Top of Data to use
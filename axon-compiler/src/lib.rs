mod ast;
mod checker;
mod compiler;
mod diagnostics;
mod lexer;
mod lower;
mod parser;
mod source;
mod symbols;
mod types;

pub use crate::ast::{
    BinaryOp, Block, BreakStmt, ClassDecl, ContinueStmt, Decl, EnumDecl, EnumVariantDecl, Expr,
    ExprKind, ExprStmt, FieldDecl, FnDecl, ForStmt, IfStmt, ImplDecl, ImportDecl, MatchArm,
    MatchStmt, NodeId, Param, Program, ReturnStmt, Stmt, StructDecl, TraitDecl, TypeAliasDecl,
    TypeExpr, TypeExprKind, UnaryOp, VarDeclStmt, WhileStmt, YieldStmt,
};
pub use crate::checker::TypeChecker;
pub use crate::compiler::{Compilation, CompileOptions, Compiler};
pub use crate::diagnostics::{Diagnostic, DiagnosticLevel, Diagnostics};
pub use crate::lexer::{Keyword, Lexer, LexerError, Token, TokenKind};
pub use crate::lower::Lowerer;
pub use crate::parser::Parser;
pub use crate::source::{SourceFile, SourceId, SourceLocation};
pub use crate::symbols::{
    ClassDef, EnumDef, EnumVariantDef, FieldDef, NominalDef, Scope, ScopeKind, StructDef, Symbol,
    SymbolKind, SymbolTable, TraitDef,
};
pub use crate::types::{common_type, is_assignable, substitute, Type};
Bottom of Data to use
● **Task requirements**: Write the records out again. Each one must match exactly.

● **Result for this exercise**:
filename axon-compiler/src/lib.rs
mod ast;
mod checker;
mod compiler;
mod diagnostics;
mod lexer;
mod lower;
mod parser;
mod source;
mod symbols;
mod types;

pub use crate::ast::{
    BinaryOp, Block, BreakStmt, ClassDecl, ContinueStmt, Decl, EnumDecl, EnumVariantDecl, Expr,
    ExprKind, ExprStmt, FieldDecl, FnDecl, ForStmt, IfStmt, ImplDecl, ImportDecl, MatchArm,
    MatchStmt, NodeId, Param, Program, ReturnStmt, Stmt, StructDecl, TraitDecl, TypeAliasDecl,
    TypeExpr, TypeExprKind, UnaryOp, VarDeclStmt, WhileStmt, YieldStmt,
};
pub use crate::checker::TypeChecker;
pub use crate::compiler::{Compilation, CompileOptions, Compiler};
pub use crate::diagnostics::{Diagnostic, DiagnosticLevel, Diagnostics};
pub use crate::lexer::{Keyword, Lexer, LexerError, Token, TokenKind};
pub use crate::lower::Lowerer;
pub use crate::parser::Parser;
pub use crate::source::{SourceFile, SourceId, SourceLocation};
pub use crate::symbols::{
    ClassDef, EnumDef, EnumVariantDef, FieldDef, NominalDef, Scope, ScopeKind, StructDef, Symbol,
    SymbolKind, SymbolTable, TraitDef,
};
pub use crate::types::{common_type, is_assignable, substitute, Type};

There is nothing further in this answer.